Stored items
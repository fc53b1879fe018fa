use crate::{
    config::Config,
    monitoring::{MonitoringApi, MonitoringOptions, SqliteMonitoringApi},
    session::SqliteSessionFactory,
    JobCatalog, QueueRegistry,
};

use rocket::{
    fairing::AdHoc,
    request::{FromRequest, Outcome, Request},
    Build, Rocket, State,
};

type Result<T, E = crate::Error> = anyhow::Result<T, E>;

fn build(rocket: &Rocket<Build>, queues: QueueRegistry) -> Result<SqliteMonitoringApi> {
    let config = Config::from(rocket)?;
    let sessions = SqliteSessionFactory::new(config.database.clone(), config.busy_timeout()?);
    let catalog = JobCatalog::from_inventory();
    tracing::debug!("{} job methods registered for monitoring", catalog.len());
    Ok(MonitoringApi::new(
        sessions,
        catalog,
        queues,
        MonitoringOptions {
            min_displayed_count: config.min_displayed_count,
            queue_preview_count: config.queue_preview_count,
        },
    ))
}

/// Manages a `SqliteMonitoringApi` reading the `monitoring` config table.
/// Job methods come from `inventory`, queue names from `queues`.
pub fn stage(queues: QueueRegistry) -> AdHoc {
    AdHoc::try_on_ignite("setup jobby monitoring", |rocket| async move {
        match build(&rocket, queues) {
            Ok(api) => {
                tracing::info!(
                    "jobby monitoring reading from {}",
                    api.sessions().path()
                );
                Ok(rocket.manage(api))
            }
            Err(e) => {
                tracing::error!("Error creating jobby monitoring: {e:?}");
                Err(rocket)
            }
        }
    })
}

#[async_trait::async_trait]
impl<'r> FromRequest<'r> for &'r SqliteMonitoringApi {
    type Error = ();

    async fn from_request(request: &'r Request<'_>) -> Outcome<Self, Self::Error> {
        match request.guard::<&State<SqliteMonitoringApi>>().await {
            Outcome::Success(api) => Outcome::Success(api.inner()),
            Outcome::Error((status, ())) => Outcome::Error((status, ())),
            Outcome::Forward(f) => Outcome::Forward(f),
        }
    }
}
--
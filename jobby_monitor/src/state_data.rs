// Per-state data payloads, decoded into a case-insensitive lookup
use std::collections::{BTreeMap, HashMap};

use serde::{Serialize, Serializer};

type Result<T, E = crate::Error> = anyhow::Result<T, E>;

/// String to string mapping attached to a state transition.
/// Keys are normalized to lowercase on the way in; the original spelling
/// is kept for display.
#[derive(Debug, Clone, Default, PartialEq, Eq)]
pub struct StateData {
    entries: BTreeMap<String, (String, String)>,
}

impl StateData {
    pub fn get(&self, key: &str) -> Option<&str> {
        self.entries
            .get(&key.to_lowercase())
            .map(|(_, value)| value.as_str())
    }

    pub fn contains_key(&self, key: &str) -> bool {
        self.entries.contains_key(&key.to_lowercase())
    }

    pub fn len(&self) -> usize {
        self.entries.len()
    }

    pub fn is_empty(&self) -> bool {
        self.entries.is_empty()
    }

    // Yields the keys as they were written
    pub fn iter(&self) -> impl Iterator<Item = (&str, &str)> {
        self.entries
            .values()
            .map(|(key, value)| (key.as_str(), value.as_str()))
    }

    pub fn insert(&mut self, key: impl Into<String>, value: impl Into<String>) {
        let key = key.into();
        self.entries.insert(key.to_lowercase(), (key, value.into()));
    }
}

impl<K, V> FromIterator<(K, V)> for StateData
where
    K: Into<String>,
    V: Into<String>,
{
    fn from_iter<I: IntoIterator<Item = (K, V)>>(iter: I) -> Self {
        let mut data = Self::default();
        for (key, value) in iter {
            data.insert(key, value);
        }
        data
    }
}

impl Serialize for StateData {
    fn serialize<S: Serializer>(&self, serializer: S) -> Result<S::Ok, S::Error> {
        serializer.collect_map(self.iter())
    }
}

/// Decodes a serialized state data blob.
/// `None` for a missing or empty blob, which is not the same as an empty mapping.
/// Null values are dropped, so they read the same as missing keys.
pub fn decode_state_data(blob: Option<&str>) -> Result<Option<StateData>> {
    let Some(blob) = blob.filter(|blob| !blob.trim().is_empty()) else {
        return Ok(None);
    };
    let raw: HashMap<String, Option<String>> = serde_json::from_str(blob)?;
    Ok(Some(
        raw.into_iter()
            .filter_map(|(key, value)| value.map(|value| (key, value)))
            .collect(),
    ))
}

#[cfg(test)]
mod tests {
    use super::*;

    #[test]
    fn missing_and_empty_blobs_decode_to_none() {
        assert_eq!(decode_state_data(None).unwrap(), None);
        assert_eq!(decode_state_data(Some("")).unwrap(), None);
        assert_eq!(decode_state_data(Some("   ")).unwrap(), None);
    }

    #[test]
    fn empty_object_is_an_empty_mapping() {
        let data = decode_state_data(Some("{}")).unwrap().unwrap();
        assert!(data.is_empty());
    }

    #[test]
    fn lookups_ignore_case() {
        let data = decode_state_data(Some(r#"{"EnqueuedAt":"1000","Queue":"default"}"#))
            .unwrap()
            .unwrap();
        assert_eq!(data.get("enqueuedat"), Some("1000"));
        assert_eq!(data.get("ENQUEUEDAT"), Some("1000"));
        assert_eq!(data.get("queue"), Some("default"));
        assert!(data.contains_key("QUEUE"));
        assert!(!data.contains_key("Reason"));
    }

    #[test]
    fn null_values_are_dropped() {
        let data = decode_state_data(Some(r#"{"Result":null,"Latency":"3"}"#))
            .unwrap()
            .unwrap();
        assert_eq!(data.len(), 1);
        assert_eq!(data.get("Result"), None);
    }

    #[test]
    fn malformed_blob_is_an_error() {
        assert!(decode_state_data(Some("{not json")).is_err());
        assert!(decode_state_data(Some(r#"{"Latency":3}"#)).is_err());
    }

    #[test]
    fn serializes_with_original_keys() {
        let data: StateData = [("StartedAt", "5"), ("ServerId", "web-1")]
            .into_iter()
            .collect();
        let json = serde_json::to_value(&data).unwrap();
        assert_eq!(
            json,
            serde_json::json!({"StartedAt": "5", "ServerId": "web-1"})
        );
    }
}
...
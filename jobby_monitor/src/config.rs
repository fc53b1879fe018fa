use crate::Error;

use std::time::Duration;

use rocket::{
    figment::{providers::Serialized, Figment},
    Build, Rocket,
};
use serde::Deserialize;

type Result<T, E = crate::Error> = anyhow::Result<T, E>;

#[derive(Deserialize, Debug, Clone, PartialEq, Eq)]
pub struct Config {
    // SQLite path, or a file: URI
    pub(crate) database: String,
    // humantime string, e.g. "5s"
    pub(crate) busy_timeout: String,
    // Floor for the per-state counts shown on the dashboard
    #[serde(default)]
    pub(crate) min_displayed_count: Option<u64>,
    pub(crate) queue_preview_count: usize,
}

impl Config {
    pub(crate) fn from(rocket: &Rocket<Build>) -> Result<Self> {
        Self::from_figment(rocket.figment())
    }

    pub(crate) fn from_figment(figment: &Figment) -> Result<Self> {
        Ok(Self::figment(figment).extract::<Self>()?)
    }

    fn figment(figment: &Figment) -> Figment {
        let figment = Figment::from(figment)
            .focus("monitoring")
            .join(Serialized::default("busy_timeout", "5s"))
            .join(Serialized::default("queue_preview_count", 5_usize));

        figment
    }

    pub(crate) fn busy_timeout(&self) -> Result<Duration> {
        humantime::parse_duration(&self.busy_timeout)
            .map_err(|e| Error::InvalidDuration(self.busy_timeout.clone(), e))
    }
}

TASK ITEM: Search the records for the word "path". Copy every line that has it.

YOUR SOLUTION:
                    api.sessions().path()
    // SQLite path, or a file: URI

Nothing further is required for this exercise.